▸ Task brief:
Taking the line that contains "of a data node" as the first and the final line of the records as the last, write out every line between them exactly, ends included, and nothing else.

================================

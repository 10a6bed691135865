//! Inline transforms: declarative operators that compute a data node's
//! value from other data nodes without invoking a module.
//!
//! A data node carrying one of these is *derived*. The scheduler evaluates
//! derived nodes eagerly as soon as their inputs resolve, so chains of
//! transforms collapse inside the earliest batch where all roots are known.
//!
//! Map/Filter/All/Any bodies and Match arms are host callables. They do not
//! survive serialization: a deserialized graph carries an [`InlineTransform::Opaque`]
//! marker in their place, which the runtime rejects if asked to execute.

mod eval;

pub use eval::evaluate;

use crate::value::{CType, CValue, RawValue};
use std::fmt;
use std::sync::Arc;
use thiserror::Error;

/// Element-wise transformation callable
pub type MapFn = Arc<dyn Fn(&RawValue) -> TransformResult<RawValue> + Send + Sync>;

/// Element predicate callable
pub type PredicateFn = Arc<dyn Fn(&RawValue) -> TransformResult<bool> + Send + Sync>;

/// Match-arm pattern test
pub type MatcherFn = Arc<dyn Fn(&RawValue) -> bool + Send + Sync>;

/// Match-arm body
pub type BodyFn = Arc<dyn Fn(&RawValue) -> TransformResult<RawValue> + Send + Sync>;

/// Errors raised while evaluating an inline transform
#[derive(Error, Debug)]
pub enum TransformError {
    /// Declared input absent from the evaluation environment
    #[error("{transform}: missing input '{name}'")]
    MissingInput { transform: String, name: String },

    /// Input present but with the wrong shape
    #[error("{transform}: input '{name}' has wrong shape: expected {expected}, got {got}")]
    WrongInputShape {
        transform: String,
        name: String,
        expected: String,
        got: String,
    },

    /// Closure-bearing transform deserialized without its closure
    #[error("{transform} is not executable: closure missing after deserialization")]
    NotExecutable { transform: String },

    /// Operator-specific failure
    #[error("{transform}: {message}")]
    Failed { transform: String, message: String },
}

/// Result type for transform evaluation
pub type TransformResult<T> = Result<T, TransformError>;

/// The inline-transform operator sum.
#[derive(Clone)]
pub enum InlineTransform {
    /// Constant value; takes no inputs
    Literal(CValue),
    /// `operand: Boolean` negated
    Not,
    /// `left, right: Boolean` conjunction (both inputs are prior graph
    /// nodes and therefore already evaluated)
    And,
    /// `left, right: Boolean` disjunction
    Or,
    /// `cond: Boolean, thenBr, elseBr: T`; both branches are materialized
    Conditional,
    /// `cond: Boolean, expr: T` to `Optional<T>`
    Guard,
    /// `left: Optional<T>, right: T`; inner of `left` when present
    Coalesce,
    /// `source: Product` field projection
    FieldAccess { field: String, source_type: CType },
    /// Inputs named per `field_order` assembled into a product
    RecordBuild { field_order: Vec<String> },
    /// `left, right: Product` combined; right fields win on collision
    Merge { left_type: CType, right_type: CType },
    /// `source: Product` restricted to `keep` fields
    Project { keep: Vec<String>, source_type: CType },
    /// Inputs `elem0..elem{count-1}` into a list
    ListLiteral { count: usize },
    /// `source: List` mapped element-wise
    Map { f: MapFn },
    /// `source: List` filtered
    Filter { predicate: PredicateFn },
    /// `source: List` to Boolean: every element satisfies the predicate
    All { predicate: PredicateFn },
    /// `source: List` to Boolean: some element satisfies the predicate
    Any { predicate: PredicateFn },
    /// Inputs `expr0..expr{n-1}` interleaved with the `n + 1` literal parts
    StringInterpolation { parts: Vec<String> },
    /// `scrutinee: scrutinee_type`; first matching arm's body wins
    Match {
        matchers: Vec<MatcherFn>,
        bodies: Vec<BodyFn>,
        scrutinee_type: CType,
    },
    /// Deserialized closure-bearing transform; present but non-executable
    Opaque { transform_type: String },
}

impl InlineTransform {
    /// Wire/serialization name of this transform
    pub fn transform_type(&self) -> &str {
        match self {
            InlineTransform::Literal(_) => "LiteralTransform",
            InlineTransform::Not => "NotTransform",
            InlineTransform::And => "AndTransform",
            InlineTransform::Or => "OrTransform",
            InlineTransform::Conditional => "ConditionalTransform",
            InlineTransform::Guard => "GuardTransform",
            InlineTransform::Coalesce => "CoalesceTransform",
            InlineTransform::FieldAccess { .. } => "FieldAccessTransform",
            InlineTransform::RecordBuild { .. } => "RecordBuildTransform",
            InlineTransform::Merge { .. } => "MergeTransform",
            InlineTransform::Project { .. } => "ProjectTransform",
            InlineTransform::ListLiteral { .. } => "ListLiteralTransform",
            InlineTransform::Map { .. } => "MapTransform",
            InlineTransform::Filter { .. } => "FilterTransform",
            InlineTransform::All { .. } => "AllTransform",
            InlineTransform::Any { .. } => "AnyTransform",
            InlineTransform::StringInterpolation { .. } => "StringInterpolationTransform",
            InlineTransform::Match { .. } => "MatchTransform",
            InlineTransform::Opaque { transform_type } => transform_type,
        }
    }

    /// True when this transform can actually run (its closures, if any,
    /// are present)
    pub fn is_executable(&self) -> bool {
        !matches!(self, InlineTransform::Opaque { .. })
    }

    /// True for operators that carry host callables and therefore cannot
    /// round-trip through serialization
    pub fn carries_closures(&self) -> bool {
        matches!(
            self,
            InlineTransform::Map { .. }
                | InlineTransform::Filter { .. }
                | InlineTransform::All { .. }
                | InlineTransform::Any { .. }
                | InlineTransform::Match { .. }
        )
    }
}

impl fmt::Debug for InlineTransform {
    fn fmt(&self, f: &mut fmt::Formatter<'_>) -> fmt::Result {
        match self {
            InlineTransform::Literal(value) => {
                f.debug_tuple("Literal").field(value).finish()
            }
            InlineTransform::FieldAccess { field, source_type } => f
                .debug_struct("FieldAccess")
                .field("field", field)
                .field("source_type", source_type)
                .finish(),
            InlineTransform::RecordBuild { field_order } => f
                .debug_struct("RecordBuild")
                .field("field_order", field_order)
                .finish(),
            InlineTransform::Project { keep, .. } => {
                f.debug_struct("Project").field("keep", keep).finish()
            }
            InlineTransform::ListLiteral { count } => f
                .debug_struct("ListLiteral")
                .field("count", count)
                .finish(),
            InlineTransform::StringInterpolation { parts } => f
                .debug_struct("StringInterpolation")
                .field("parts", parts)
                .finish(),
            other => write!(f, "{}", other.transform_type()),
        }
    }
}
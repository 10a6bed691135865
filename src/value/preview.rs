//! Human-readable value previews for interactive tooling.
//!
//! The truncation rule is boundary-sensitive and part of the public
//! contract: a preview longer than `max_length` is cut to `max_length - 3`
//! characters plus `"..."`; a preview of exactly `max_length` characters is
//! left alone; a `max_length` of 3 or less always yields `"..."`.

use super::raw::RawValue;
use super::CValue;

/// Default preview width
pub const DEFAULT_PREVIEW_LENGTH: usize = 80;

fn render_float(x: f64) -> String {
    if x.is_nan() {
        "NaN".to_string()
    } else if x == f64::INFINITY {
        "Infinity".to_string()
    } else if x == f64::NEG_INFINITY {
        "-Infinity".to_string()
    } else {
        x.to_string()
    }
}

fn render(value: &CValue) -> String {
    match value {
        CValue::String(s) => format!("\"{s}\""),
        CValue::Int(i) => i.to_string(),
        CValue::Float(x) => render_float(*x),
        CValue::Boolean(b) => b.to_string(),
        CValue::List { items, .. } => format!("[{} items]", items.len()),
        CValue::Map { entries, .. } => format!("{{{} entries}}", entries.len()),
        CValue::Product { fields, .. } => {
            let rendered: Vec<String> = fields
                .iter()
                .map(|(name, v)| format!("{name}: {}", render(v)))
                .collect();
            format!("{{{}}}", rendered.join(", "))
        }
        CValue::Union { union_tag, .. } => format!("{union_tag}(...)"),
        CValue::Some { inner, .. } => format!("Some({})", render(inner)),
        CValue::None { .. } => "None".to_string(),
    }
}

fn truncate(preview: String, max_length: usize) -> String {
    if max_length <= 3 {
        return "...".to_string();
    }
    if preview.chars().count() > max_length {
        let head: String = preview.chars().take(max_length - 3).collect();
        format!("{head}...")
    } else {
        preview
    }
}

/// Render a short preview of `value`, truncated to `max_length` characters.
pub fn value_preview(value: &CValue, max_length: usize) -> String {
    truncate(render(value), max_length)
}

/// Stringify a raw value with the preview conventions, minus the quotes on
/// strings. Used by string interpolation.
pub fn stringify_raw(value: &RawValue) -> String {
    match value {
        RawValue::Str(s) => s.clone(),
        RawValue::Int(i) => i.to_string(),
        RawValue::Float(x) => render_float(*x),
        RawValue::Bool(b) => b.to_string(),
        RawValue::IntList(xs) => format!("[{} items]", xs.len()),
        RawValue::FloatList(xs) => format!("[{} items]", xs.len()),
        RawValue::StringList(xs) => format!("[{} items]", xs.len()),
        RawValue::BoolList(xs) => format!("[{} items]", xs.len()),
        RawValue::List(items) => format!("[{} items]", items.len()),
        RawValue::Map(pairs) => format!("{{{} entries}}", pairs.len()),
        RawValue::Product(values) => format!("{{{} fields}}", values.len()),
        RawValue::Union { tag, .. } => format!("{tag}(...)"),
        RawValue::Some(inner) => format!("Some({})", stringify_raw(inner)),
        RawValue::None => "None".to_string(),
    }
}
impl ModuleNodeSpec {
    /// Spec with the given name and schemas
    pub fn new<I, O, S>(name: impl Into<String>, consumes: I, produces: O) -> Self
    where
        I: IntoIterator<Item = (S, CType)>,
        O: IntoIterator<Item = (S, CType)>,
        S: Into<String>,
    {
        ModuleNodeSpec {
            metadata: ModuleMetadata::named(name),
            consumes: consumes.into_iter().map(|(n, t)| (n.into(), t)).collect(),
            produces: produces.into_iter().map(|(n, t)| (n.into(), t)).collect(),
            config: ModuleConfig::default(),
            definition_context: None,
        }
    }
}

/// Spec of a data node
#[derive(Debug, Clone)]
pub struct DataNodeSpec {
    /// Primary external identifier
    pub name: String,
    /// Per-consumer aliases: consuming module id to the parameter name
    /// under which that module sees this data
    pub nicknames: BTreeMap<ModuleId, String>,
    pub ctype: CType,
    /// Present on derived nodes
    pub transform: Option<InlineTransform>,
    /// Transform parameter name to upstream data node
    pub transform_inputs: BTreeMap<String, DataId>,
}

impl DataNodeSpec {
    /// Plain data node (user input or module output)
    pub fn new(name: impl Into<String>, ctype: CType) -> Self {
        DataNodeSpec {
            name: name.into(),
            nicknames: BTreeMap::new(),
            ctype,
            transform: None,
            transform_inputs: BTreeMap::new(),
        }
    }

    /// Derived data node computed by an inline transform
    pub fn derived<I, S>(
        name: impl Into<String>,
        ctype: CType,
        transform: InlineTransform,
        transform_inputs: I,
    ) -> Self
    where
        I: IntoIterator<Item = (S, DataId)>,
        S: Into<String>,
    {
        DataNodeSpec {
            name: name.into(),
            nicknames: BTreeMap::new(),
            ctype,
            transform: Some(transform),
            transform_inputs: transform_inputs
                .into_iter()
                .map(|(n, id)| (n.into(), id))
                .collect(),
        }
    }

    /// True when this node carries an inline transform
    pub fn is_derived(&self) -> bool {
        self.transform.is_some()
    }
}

================================

▸ Answer space:
/// Spec of a data node
#[derive(Debug, Clone)]
pub struct DataNodeSpec {
    /// Primary external identifier
    pub name: String,
    /// Per-consumer aliases: consuming module id to the parameter name
    /// under which that module sees this data
    pub nicknames: BTreeMap<ModuleId, String>,
    pub ctype: CType,
    /// Present on derived nodes
    pub transform: Option<InlineTransform>,
    /// Transform parameter name to upstream data node
    pub transform_inputs: BTreeMap<String, DataId>,
}

impl DataNodeSpec {
    /// Plain data node (user input or module output)
    pub fn new(name: impl Into<String>, ctype: CType) -> Self {
        DataNodeSpec {
            name: name.into(),
            nicknames: BTreeMap::new(),
            ctype,
            transform: None,
            transform_inputs: BTreeMap::new(),
        }
    }

    /// Derived data node computed by an inline transform
    pub fn derived<I, S>(
        name: impl Into<String>,
        ctype: CType,
        transform: InlineTransform,
        transform_inputs: I,
    ) -> Self
    where
        I: IntoIterator<Item = (S, DataId)>,
        S: Into<String>,
    {
        DataNodeSpec {
            name: name.into(),
            nicknames: BTreeMap::new(),
            ctype,
            transform: Some(transform),
            transform_inputs: transform_inputs
                .into_iter()
                .map(|(n, id)| (n.into(), id))
                .collect(),
        }
    }

    /// True when this node carries an inline transform
    pub fn is_derived(&self) -> bool {
        self.transform.is_some()
    }
}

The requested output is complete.